Capitolo 2: Carne
Sezione 1: Definizioni
< Art. 2 Specie animali ammesse
> Art. 4
Art. 3
1 Per carne s’intendono tutte le parti di animali atte all’alimentazione umana e appartenenti alle specie animali menzionate nell’articolo 2 lettere a–e, che non sono state sottoposte ad alcun trattamento.
2 Non sono considerati trattamenti:
- a.
- la refrigerazione, il congelamento e la surgelazione;
- b.1
- la riduzione in pezzi (sezionamento, sminuzzamento);
- c.
- il confezionamento sotto vuoto o in atmosfera controllata;
- d.
- l’impiego di coadiuvanti tecnologici nella produzione.
2bis La carne macinata è carne disossata, ridotta in pezzi mediante macinazione e contenente meno dell’1 % di sale.2
3 Per preparati di carne s’intende carne che ha subito un’aggiunta di prodotti alimentari, condimenti o additivi oppure un trattamento non sufficiente a modificare la sua struttura muscolo-fibrosa interna e a eliminare quindi le sue caratteristiche.

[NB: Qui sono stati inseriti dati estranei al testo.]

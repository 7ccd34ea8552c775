//! Presentation-side ranking: result re-ranking, module page hits, grouping
//! and content snippets.
//!
//! None of this changes what the orchestrator returns; it is applied on top
//! of index hits by callers that render results.

use super::index::SearchHit;
use crate::corpus::{EntryKind, EntryRef, SearchData};
use regex::Regex;
use serde::Serialize;
use std::cmp::Ordering;

/// Snippets longer than this are cut at a word boundary.
const SNIPPET_MAX_CHARS: usize = 200;

/// Parameters whose content lists resource properties get a larger bump.
const RESOURCE_PROPERTY_MARKER: &str = "resources__prop_name";

const GLOBAL_MODULE_URL: &str = "/products/kubernetes-platform/documentation/v1/reference/api/global.html";

/// Calculate the boost for a title or parameter name match.
///
/// - 4.0: Exact match
/// - 3.5: Title contains query
/// - None: No match
pub fn name_relevance(name: &str, query: &str) -> Option<f64> {
    if name.is_empty() {
        None
    } else if name == query {
        Some(4.0)
    } else if name.contains(query) {
        Some(3.5)
    } else {
        None
    }
}

/// Content-aware multiplier for one entity, relative to a lowercased query.
pub fn rerank_boost(entry: EntryRef<'_>, query: &str) -> f64 {
    let mut boost = entry.index_boost().filter(|b| *b != 0.0).unwrap_or(1.0);

    let module = entry.module().to_lowercase();
    if !module.is_empty() && module.contains(query) {
        boost *= 1.8;
    }

    if let Some(name_boost) = name_relevance(&entry.title().to_lowercase(), query) {
        boost *= name_boost;
    }

    // Only plain-string keywords count here.
    if let Some(keywords) = entry.keywords().as_str()
        && !keywords.is_empty()
        && keywords.to_lowercase().contains(query)
    {
        boost *= 2.0;
    }

    let content = entry.content();
    if !content.is_empty() && content.to_lowercase().contains(query) {
        boost *= 1.2;
    }

    if entry.kind() == EntryKind::Parameter {
        boost *= if content.contains(RESOURCE_PROPERTY_MARKER) {
            1.5
        } else {
            1.2
        };
        if entry.is_resource() {
            boost *= 2.0;
        }
    }

    boost
}

/// Multiply every hit by its [`rerank_boost`] and re-sort, highest first.
///
/// Hits whose ref no longer resolves keep their score.
pub fn rerank(data: &SearchData, hits: Vec<SearchHit>, query: &str) -> Vec<SearchHit> {
    let query = query.to_lowercase();
    let mut boosted: Vec<SearchHit> = hits
        .into_iter()
        .map(|hit| match data.get(hit.reference) {
            Some(entry) => SearchHit {
                score: hit.score * rerank_boost(entry, &query),
                ..hit
            },
            None => hit,
        })
        .collect();

    boosted.sort_by(|a, b| b.score.partial_cmp(&a.score).unwrap_or(Ordering::Equal));
    boosted
}

/// Synthetic hit pointing at a module's landing page.
#[derive(Debug, Clone, PartialEq, Serialize)]
pub struct ModulePageHit {
    #[serde(rename = "ref")]
    pub reference: String,
    pub score: f64,
    pub module: String,
    pub url: String,
}

/// Module pages whose name equals (score 1000) or contains (score 500) the
/// query, exact matches first.
pub fn module_page_results(modules: &[String], query: &str) -> Vec<ModulePageHit> {
    let query = query.trim().to_lowercase();
    if query.is_empty() {
        return vec![];
    }
    let mut results: Vec<ModulePageHit> = modules
        .iter()
        .filter_map(|module| {
            let lower = module.to_lowercase();
            let score = if lower == query {
                1000.0
            } else if lower.contains(&query) {
                500.0
            } else {
                return None;
            };
            Some(ModulePageHit {
                reference: format!("module_page_{module}"),
                score,
                module: module.clone(),
                url: module_url(module),
            })
        })
        .collect();

    results.sort_by(|a, b| b.score.partial_cmp(&a.score).unwrap_or(Ordering::Equal));
    results
}

pub fn module_url(module: &str) -> String {
    if module == "global" {
        GLOBAL_MODULE_URL.to_string()
    } else {
        format!("/modules/{module}/")
    }
}

/// Results split into display groups, each keeping the incoming order.
#[derive(Debug, Clone, Default, PartialEq, Serialize)]
#[serde(rename_all = "camelCase")]
pub struct GroupedResults {
    pub modules: Vec<ModulePageHit>,
    pub is_resource_name_match: Vec<SearchHit>,
    pub name_match: Vec<SearchHit>,
    pub is_resource_other: Vec<SearchHit>,
    pub parameter_other: Vec<SearchHit>,
    pub document: Vec<SearchHit>,
}

impl GroupedResults {
    pub fn len(&self) -> usize {
        self.modules.len()
            + self.is_resource_name_match.len()
            + self.name_match.len()
            + self.is_resource_other.len()
            + self.parameter_other.len()
            + self.document.len()
    }

    pub fn is_empty(&self) -> bool {
        self.len() == 0
    }
}

/// Group hits for display.
///
/// Parameters are split on whether they are resources and whether their name
/// contains the query; documents form one group. Unresolvable refs are dropped.
pub fn group_results(
    data: &SearchData,
    module_pages: Vec<ModulePageHit>,
    hits: &[SearchHit],
    query: &str,
) -> GroupedResults {
    let query = query.to_lowercase();
    let mut grouped = GroupedResults {
        modules: module_pages,
        ..GroupedResults::default()
    };

    for hit in hits {
        let Some(entry) = data.get(hit.reference) else {
            continue;
        };

        let group = match entry.kind() {
            EntryKind::Document => &mut grouped.document,
            EntryKind::Parameter => {
                let name = entry.title().to_lowercase();
                let name_match = !name.is_empty() && name.contains(&query);
                match (entry.is_resource(), name_match) {
                    (true, true) => &mut grouped.is_resource_name_match,
                    (true, false) => &mut grouped.is_resource_other,
                    (false, true) => &mut grouped.name_match,
                    (false, false) => &mut grouped.parameter_other,
                }
            }
        };
        group.push(hit.clone());
    }

    grouped
}

/// Pick the sentence of `content` that best represents `query`, highlighted.
///
/// Preference: the first sentence containing the whole query, then the
/// sentence matching the most query-word characters (words longer than two
/// characters), then the first sentence without highlighting.
pub fn content_snippet(content: &str, query: &str) -> String {
    let sentences: Vec<&str> = split_sentences(content);
    let query_lower = query.to_lowercase();

    if let Some(sentence) = sentences
        .iter()
        .find(|s| s.to_lowercase().contains(&query_lower))
    {
        return highlight_text(&truncate_text(sentence.trim(), SNIPPET_MAX_CHARS), query);
    }

    let words: Vec<&str> = query_lower
        .split_whitespace()
        .filter(|w| w.chars().count() > 2)
        .collect();
    let mut best: Option<(&str, usize)> = None;
    for sentence in sentences.iter().copied() {
        let lower = sentence.to_lowercase();
        let score: usize = words
            .iter()
            .filter(|w| lower.contains(*w))
            .map(|w| w.chars().count())
            .sum();
        if score > 0 && best.is_none_or(|(_, top)| score > top) {
            best = Some((sentence, score));
        }
    }
    if let Some((sentence, _)) = best {
        return highlight_text(&truncate_text(sentence.trim(), SNIPPET_MAX_CHARS), query);
    }

    sentences
        .first()
        .map(|s| truncate_text(s.trim(), SNIPPET_MAX_CHARS))
        .unwrap_or_default()
}

/// Wrap every case-insensitive occurrence of `query` in `<mark>` tags.
pub fn highlight_text(text: &str, query: &str) -> String {
    if text.is_empty() || query.is_empty() {
        return text.to_string();
    }
    match Regex::new(&format!("(?i){}", regex::escape(query))) {
        Ok(pattern) => pattern.replace_all(text, "<mark>$0</mark>").into_owned(),
        Err(_) => text.to_string(),
    }
}

fn split_sentences(content: &str) -> Vec<&str> {
    content
        .split(['.', '!', '?'])
        .filter(|s| !s.trim().is_empty())
        .collect()
}

/// Cut `text` to `max_chars`, backing off to the last space, and append `...`.
fn truncate_text(text: &str, max_chars: usize) -> String {
    if text.chars().count() <= max_chars {
        return text.to_string();
    }

    let cut = text
        .char_indices()
        .nth(max_chars)
        .map_or(text.len(), |(i, _)| i);
    let mut truncated = &text[..cut];
    if let Some(space) = truncated.rfind(' ')
        && space > 0
    {
        truncated = &truncated[..space];
    }
    format!("{truncated}...")
}
//! Shared test fixtures and utilities for integration tests.
//!
//! # Available Fixtures
//!
//! - `scenario_corpus`: one ingress-nginx page, the canonical smoke corpus
//! - `mixed_corpus`: pages and parameters across several modules
//! - `scenario_engine` / `mixed_engine`: engines built over those corpora
//!
//! [`TempCorpus`] writes corpus and synonym files for tests that go through
//! the file loaders.

use docsearch::search::SynonymValue;
use docsearch::{Language, SearchConfig, SearchData, SearchEngine, SynonymTable};
use rstest::fixture;
use serde_json::{Value, json};
use std::path::{Path, PathBuf};
use tempfile::TempDir;

#[allow(dead_code)]
pub fn scenario_json() -> Value {
    json!({
        "documents": [{
            "title": "Ingress Nginx Controller",
            "keywords": "ingress,nginx",
            "module": "ingress-nginx",
            "summary": "Routes traffic",
            "content": "The ingress-nginx module configures ingress controllers.",
            "url": "/modules/ingress-nginx/"
        }],
        "parameters": []
    })
}

#[allow(dead_code)] // Used by some integration test crates only
pub fn mixed_json() -> Value {
    json!({
        "documents": [
            {"title": "Cilium networking", "keywords": ["cni", "ebpf"], "module": "cni-cilium",
             "summary": "eBPF based networking", "content": "Cilium replaces kube-proxy.",
             "url": "/modules/cni-cilium/"},
            {"title": "Container runtime", "keywords": "containerd, cri", "module": "node-manager",
             "summary": "How nodes run containers", "content": "Nodes use containerd by default.",
             "url": "/modules/node-manager/cri.html"},
            {"title": "Widget gallery", "keywords": "", "module": "",
             "summary": "", "content": "Widgets everywhere.", "url": "/widgets.html"}
        ],
        "parameters": [
            {"name": "bpfLBMode", "keywords": "loadbalancer", "module": "cni-cilium",
             "resName": "ModuleConfig", "content": "Load balancing mode.",
             "url": "/modules/cni-cilium/configuration.html#bpflbmode"},
            {"name": "NodeGroup", "keywords": "", "module": "node-manager",
             "resName": "NodeGroup", "isResource": "true",
             "content": "resources__prop_name spec nodeType", "url": "/modules/node-manager/cr.html"}
        ]
    })
}

#[allow(dead_code)]
#[fixture]
pub fn scenario_corpus() -> SearchData {
    SearchData::from_value(scenario_json()).expect("scenario corpus is valid")
}

#[allow(dead_code)]
#[fixture]
pub fn scenario_engine(scenario_corpus: SearchData) -> SearchEngine {
    SearchEngine::build(
        scenario_corpus,
        Language::Latin,
        SynonymTable::default(),
        SearchConfig::default(),
    )
}

#[allow(dead_code)]
#[fixture]
pub fn mixed_engine() -> SearchEngine {
    let corpus = SearchData::from_value(mixed_json()).expect("mixed corpus is valid");
    SearchEngine::build(corpus, Language::Latin, synonyms(&[]), SearchConfig::default())
}

/// Builds a synonym table from literal pairs.
#[allow(dead_code)]
pub fn synonyms(pairs: &[(&str, &[&str])]) -> SynonymTable {
    SynonymTable::new(
        pairs
            .iter()
            .map(|(phrase, alternatives)| {
                let value = SynonymValue::Many(alternatives.iter().map(|a| a.to_string()).collect());
                (phrase.to_string(), value)
            })
            .collect(),
    )
}

/// A temporary directory holding corpus and synonym files.
#[allow(dead_code)]
pub struct TempCorpus {
    temp: TempDir,
}

#[allow(dead_code)]
impl TempCorpus {
    pub fn new() -> Self {
        Self {
            temp: TempDir::new().expect("Failed to create temp dir"),
        }
    }

    pub fn path(&self) -> &Path {
        self.temp.path()
    }

    /// Writes `contents` to `name` inside the directory and returns its path.
    pub fn write(&self, name: &str, contents: &str) -> PathBuf {
        let path = self.temp.path().join(name);
        std::fs::write(&path, contents).expect("Failed to write fixture file");
        path
    }
}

La carne macinata è considerata un preparato di carne se contiene l’1 % o più di sale.3
4 I prodotti a base di carne sono prodotti derivanti dalla trasformazione di carne, preparati di carne o prodotti a base di carne nei quali, al taglio, è possibile constatare nella parte centrale della superficie di taglio la scomparsa delle caratteristiche della carne.
5 I muscoli scheletrici di mammiferi e uccelli comprendono i muscoli attaccati alle ossa con tessuto adiposo o connettivo annesso o aderente. Il diaframma e i muscoli masseteri sono parte dei muscoli scheletrici: il cuore, la lingua e i muscoli della testa (tranne i muscoli masseteri), delle articolazioni carpali e tarsali, nonché della coda non sono musoli scheletrici.
6 Per frattaglie s’intendono gli organi della cavità toracica, addominale e pelvica risultanti dalla macellazione.
7 Per il sangue di animali appartenenti alle specie di cui all’articolo 2 lettere a–e sono applicabili per analogia le disposizioni relative alla carne.
1 Nuovo testo giusta il n. I dell’O del DFI del 7 mar. 2008 (RU 2008 1009).
2 Introdotto dal n. I dell’O del DFI del 7 mar. 2008 (RU 2008 1009).
3 Nuovo testo del per. giusta il n. I dell’O del DFI del 26 nov. 2008, in vigore dal 1° gen. 2009 (RU 2008 6037).